Once I started reading, (my husband sound asleep, cats sleeping at my feet, and the house deathly quiet except for the quiet humming of the refrigerator), I was immediately drawn into Mikage Sakurai's world.
Banana Yoshimoto uses luscious descriptions of food and kitchens. She describes people and places with such poignancy, you truly feel connected to them. Her thoughts burst onto each page with such honesty, you cannot help but fall in love with her innocent, charming writing style.
There are life and death issues in "Kitchen," we can all relate to. Her evocative writing will fill you with nostalgia for some of the cooking spaces you have perhaps left behind. Mostly I love my grandmother's kitchen best. The familiar creak of the oven door, the scooting sound of the chairs as we sit for a cup of tea, and the racks of cookbooks patiently waiting on the shelves. To imagine this kitchen without my grandmother was to imagine the entire house without a soul, without love, and without peace.
This is the emotion Mikage feels as she sleeps on the floor in her grandmother's kitchen. After loosing her grandmother, Mikage is lost, lonely and depressed. Her soul longs for the comfort of another soul who can understand her torment. She feels as though death surrounds her and she cannot escape.
For a time she finds happiness with Yuichi, who knew her grandmother well. He is living with his mother Eriko. Mikage goes to live with them until she can learn to handle her emotions.

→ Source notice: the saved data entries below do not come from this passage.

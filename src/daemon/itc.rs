// Copyright (c) 2026 The Aioli developers
// Licensed under the Apache License, Version 2.0
// <LICENSE-APACHE or
// http://www.apache.org/licenses/LICENSE-2.0> or the MIT
// license <LICENSE-MIT or http://opensource.org/licenses/MIT>,
// at your option. All files in the project carrying such
// notice may not be copied, modified, or distributed except
// according to those terms.

//! Inter-thread communication.
//!
//! Each worker owns one ITC: a message queue plus a `mio::Waker` that can
//! interrupt the worker's blocked poll. Everything that crosses a thread
//! boundary — accepted sockets, resume requests, stop — goes through here;
//! the connection registries themselves are never shared.

use std::io;
use std::sync::Arc;

use crossbeam_channel::{unbounded, Receiver, Sender, TryRecvError};
use mio::{Token, Waker};

use crate::transport::Transport;

pub(crate) enum ItcMsg {
    /// A freshly accepted socket for this worker to own.
    Accept(Box<dyn Transport>),
    /// Resume the suspended connection with this raw id.
    Resume(u64),
    Stop,
}

pub(crate) struct Itc {
    rx: Receiver<ItcMsg>,
    handle: ItcHandle,
}

impl Itc {
    /// Creates an ITC whose waker fires `token` on the given poll registry.
    pub fn new(registry: &mio::Registry, token: Token) -> io::Result<Itc> {
        let waker = Arc::new(Waker::new(registry, token)?);
        let (tx, rx) = unbounded();
        Ok(Itc {
            rx,
            handle: ItcHandle {
                tx,
                waker: Some(waker),
            },
        })
    }

    /// An ITC without a waker, for externally driven loops: messages are
    /// picked up at the application's next `process` call.
    pub fn unwakeable() -> Itc {
        let (tx, rx) = unbounded();
        Itc {
            rx,
            handle: ItcHandle { tx, waker: None },
        }
    }

    pub fn handle(&self) -> ItcHandle {
        self.handle.clone()
    }

    pub fn try_recv(&self) -> Option<ItcMsg> {
        match self.rx.try_recv() {
            Ok(msg) => Some(msg),
            Err(TryRecvError::Empty) | Err(TryRecvError::Disconnected) => None,
        }
    }
}

#[derive(Clone)]
pub(crate) struct ItcHandle {
    tx: Sender<ItcMsg>,
    waker: Option<Arc<Waker>>,
}

impl ItcHandle {
    pub fn send(&self, msg: ItcMsg) {
        if self.tx.send(msg).is_ok() {
            if let Some(waker) = &self.waker {
                let _ = waker.wake();
            }
        }
    }
}

/// Brings a suspended connection back to life.
///
/// Obtained from [`RequestCtx::resumer`](crate::RequestCtx::resumer) before
/// returning `Suspend`; may be cloned and sent to any thread. Resuming a
/// connection that already closed (or was never suspended) is harmless.
///
/// With an externally driven server there is no thread to wake: the resume
/// takes effect at the application's next `process` call.
#[derive(Clone)]
pub struct Resumer {
    handle: ItcHandle,
    conn: u64,
}

impl Resumer {
    pub(crate) fn new(handle: ItcHandle, conn: u64) -> Resumer {
        Resumer { handle, conn }
    }

    /// Atomically reinserts the connection into event monitoring and its
    /// timeout list, and schedules it for processing.
    pub fn resume(&self) {
        self.handle.send(ItcMsg::Resume(self.conn));
    }
}

impl std::fmt::Debug for Resumer {
    fn fmt(&self, f: &mut std::fmt::Formatter<'_>) -> std::fmt::Result {
        f.debug_struct("Resumer").field("conn", &self.conn).finish()
    }
}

Yuichi's girlfriend is not impressed, even though the relationship is purely platonic on the surface. Deep within their souls they are soon to become twins, bearing the scars of a common life experience.
Banana Yoshimoto's writing is fresh, real and casts a spell on the reader. I would have preferred the book to end on page 105. She does truly seize hold of your heart and I wanted the book to either end or I wanted one more chapter in place of Moonlight Shadow.
I found the second book did not belong with the beautiful yet somewhat unfinished story of Yuichi and Mikage. I think you will agree. In fact, I suggest that when you get to page 105, you close the book and come back later to read the second story.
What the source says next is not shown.